**Brief**
Report only the number of lines in the following entries where the word "types" occurs.

***** Records supplied

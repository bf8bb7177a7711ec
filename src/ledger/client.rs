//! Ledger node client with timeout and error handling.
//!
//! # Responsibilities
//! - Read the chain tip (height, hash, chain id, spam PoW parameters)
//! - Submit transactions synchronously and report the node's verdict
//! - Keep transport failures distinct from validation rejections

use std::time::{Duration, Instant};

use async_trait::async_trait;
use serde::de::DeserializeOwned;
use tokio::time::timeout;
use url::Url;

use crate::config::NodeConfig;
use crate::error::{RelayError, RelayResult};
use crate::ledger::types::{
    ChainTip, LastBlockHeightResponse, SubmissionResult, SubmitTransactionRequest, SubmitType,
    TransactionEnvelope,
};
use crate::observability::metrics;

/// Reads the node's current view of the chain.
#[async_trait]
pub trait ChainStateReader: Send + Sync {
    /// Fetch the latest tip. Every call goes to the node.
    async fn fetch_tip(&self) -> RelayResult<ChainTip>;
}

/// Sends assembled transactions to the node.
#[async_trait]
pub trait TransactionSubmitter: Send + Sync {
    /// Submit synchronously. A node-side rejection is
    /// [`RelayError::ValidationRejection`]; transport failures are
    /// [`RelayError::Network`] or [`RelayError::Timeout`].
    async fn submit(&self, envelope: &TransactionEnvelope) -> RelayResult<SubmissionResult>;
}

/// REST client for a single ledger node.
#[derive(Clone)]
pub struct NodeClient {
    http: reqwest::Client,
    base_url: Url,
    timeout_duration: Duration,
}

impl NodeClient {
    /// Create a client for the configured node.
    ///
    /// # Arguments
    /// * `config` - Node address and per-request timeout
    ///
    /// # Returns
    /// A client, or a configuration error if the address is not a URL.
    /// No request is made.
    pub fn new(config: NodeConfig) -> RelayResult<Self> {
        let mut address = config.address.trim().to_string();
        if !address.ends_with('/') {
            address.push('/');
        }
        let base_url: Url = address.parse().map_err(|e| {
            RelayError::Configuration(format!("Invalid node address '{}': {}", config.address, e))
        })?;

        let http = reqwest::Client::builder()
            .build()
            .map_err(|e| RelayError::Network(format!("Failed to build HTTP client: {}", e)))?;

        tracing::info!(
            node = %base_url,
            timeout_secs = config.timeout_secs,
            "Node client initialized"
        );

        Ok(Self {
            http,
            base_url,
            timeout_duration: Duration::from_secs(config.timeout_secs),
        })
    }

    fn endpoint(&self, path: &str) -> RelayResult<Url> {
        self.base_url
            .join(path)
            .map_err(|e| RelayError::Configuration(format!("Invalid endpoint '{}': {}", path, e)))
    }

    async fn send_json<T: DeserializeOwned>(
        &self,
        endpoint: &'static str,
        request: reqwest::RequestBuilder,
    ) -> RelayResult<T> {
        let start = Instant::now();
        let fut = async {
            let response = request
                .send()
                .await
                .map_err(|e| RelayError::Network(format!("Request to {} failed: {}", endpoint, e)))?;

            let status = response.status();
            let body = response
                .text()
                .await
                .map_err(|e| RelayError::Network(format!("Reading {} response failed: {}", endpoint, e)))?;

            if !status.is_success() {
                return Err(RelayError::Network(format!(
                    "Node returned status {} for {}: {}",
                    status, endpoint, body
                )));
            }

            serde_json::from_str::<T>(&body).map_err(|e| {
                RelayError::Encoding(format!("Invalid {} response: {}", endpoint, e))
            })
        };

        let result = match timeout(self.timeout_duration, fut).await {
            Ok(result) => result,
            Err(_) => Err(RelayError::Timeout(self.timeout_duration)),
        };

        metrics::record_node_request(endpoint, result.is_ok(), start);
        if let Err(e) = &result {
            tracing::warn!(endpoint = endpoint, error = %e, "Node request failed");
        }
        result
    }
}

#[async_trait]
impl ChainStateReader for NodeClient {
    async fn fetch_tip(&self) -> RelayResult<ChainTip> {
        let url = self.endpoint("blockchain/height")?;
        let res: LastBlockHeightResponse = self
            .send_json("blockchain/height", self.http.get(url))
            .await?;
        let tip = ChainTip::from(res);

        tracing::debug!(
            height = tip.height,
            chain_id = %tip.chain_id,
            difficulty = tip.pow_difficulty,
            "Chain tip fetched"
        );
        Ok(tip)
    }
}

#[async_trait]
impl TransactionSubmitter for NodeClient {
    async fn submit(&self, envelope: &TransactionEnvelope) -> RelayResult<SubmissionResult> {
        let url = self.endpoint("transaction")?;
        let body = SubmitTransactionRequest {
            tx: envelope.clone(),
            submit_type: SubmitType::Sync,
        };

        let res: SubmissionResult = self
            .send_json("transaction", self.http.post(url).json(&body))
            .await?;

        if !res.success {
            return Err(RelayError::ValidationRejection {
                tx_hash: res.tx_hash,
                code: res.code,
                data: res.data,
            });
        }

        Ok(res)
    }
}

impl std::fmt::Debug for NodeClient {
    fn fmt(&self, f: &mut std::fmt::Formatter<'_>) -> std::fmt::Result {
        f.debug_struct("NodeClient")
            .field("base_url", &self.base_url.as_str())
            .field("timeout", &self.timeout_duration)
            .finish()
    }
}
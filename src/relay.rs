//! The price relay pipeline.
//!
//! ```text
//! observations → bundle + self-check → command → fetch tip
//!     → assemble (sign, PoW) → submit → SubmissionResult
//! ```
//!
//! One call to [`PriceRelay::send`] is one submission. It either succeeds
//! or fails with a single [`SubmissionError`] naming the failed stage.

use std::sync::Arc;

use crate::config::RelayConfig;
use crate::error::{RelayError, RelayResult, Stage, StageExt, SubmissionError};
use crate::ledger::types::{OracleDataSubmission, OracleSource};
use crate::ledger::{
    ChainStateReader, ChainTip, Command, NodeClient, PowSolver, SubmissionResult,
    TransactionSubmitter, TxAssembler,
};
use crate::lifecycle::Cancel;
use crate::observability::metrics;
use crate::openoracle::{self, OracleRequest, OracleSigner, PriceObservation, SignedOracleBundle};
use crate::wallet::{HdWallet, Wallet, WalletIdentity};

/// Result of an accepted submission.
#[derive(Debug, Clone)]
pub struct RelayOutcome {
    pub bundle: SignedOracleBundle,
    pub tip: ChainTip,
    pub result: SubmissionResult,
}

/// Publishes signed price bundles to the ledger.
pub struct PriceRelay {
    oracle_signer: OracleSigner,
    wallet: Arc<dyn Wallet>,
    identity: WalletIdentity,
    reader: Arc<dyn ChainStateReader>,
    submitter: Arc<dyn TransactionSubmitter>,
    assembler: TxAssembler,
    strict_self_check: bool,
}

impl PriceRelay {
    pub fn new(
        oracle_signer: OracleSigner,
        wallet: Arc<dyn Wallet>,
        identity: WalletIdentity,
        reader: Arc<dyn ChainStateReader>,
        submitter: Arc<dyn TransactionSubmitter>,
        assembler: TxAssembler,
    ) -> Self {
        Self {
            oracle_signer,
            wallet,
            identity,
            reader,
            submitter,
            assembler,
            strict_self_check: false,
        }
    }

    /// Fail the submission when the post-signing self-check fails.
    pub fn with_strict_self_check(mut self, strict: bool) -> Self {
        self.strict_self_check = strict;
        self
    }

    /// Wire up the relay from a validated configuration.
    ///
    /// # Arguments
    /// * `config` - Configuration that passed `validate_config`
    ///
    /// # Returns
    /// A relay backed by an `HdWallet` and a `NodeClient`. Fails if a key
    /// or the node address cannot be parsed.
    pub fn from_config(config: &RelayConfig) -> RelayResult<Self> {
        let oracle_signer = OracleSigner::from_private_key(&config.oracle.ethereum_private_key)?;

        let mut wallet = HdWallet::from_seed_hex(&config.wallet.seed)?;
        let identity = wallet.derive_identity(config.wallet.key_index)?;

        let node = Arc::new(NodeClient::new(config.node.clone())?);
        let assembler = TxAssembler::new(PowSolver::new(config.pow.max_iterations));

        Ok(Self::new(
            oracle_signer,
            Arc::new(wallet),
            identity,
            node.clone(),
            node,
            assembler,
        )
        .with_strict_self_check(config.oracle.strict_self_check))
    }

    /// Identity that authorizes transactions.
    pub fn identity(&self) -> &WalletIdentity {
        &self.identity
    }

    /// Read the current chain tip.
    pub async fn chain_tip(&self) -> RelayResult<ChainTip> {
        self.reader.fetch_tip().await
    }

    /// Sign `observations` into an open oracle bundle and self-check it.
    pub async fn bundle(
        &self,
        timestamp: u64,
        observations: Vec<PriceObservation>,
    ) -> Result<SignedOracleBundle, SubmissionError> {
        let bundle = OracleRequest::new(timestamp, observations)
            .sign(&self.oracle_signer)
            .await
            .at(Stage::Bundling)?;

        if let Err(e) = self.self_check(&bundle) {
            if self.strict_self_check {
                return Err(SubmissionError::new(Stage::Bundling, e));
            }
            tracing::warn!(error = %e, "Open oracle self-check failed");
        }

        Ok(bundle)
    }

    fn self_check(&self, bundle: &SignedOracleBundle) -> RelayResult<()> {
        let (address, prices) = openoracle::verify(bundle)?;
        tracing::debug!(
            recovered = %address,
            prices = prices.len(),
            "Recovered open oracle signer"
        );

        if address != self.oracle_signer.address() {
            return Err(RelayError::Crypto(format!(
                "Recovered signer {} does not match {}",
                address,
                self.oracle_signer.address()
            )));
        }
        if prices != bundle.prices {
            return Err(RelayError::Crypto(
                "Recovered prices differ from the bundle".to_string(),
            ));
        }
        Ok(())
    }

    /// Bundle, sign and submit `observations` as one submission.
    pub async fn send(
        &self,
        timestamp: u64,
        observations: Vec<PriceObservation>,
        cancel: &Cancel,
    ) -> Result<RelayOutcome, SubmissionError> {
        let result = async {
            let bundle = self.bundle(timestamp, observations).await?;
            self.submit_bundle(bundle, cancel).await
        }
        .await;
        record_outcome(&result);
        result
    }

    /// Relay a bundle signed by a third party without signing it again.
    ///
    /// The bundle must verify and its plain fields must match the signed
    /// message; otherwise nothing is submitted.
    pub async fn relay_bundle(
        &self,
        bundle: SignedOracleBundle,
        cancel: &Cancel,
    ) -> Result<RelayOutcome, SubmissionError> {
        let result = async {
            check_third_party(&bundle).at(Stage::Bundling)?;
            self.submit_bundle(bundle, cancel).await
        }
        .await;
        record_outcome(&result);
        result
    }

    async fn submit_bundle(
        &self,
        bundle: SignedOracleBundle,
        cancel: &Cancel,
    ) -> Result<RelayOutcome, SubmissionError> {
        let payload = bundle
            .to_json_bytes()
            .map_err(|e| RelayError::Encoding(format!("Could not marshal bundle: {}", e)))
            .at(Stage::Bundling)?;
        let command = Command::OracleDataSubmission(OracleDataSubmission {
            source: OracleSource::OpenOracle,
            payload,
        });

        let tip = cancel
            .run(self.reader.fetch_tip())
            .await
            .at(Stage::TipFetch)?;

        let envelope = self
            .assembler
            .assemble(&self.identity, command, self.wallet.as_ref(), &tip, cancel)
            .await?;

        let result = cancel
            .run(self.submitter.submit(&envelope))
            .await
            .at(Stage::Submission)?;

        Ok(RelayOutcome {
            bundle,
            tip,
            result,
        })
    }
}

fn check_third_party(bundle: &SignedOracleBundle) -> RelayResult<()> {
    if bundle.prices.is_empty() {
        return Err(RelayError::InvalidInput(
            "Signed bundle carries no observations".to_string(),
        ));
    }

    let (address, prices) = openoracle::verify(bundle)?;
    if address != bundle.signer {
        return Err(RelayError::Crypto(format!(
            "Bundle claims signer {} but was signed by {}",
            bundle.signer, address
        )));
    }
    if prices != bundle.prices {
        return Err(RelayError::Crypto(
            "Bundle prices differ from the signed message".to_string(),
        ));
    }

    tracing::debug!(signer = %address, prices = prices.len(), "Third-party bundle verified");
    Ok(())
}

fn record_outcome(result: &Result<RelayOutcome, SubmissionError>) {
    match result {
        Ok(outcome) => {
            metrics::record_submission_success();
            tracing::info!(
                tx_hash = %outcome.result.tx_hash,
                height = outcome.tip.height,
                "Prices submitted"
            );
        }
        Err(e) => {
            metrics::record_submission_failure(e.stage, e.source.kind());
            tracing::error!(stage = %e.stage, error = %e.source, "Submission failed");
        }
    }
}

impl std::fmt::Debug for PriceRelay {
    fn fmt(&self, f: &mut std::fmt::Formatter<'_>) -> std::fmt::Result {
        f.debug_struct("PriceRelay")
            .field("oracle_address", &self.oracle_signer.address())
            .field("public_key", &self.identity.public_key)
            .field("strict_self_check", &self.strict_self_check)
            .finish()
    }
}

**********

**Solution below**
2